Ever wondered about the universe? Well we actually had a whole unit on it, mostly about stars so that's what the first section of this page is on. How they from where and what happens after they do. Next we covered this fancy diagram that helps organize compare and classify stars so if you want to know about that it's in the middle section. Finally we covered galaxies, what they are the different types and what the types show. Learning this is so important because it teachs us about where we are in the world and what we are in.
Stars are all formed for the same thing nebulas (giant clouds of dust and gas) then gravity over time will start to pull it together, and atoms start stick together and forming new elements usually hydrogen into helium. This is called fusion and is where stars get their energy from. If there is more gravity pulling together then the more fusion will happen in a shorter amount of time making a star very big, very bright and most importantly have far more mass, these are called massive stars. Stars that have a normal level of fusion are called average stars, both take different paths. Normal stars like our star follow the path from a nebula, to an average star, to a red giant, to a planetary nebula, to a white dwarf, that fades that to a black dwarf. A red giant occurs when all the hydrogen has turned into helium and helium stars turning into other elements this causes a star to swell up and its color changes to red. A planetary nebula is the scattering of dust and gas that are the outer layers of a star that is dying. Then finally when all the layers float away we are left with a white dwarf a hot burning star core. Now for massive stars, they live far shorter lives burning out and becoming red supergiants at around 3 million years. From a red supers giant they explode into a supernova that can either create a neutron star or a black hole.
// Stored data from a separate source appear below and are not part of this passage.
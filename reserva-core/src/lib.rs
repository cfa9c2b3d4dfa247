pub mod notify;
pub mod payment;
pub mod repository;
pub mod sync;

use uuid::Uuid;

/// Workspace-wide error taxonomy. Validation, not-found and authorization
/// failures fail fast; conflicts carry enough context for the caller to
/// offer alternatives; payment failures are classified retryable or
/// terminal so the retry policy can tell them apart.
#[derive(Debug, thiserror::Error)]
pub enum EngineError {
    #[error("validation failed: {0}")]
    Validation(String),

    #[error("not found: {0}")]
    NotFound(String),

    #[error("conflict: {0}")]
    Conflict(String),

    #[error("stale version on booking {0}")]
    StaleVersion(Uuid),

    #[error("authorization failed: {0}")]
    Authorization(String),

    #[error("payment gateway failure: {message} (retryable: {retryable})")]
    Payment { message: String, retryable: bool },

    #[error("compensation failed, manual reconciliation required: {0}")]
    Compensation(String),

    #[error("storage error: {0}")]
    Store(String),

    #[error("lock error: {0}")]
    Lock(String),

    #[error("cache error: {0}")]
    Cache(String),

    #[error("internal error: {0}")]
    Internal(String),
}

impl EngineError {
    /// Whether the retry policy may transparently re-attempt the operation.
    pub fn is_retryable(&self) -> bool {
        matches!(self, EngineError::Payment { retryable: true, .. })
    }
}

pub type EngineResult<T> = Result<T, EngineError>;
We track stars with a chart called the HR Diagram it helps scientists indefinitely the qualities of stars and show the relationship between temperature and luminosity (brightness) of a star. It reads top right hot and bright, top left cool and dim, bottom right hot and dim, with the last corner being cool and dim. So a quicker way to say this would be the higher on the y- axis you go the brighter it gets and the farther left on the x- axis you go the hotter the star. Just to address the elephant in the room: Yes, the hotter the farther left it goes even though most axis go the other way, it just is what makes this graph unique. So moving on the four main types of stars on this graph are Giants, Super Giants, White Dwarfs, and Main Sequence. Our Sun is in the main sequence that includes 90% of stars, the main sequence is the line that stars usually follow of heat and light.
A galaxy is a large cluster of gas dust and stars, large meaning 100,000 - trillions that are bound together with their own gravity. Not all galaxies are the same so we made classifications based on shape and what they hold, elliptical galaxies are round and contain most old stars and very little dust and gas, spiral galaxies like our own are a disk shaped bulge with many arms sticking out in a spiral shape with old stars in the middle and new stars at the arms, and finally irregular are odd shaped galaxies with a lot of dust and gas they contain mostly new stars. That's really all we learned about galaxies.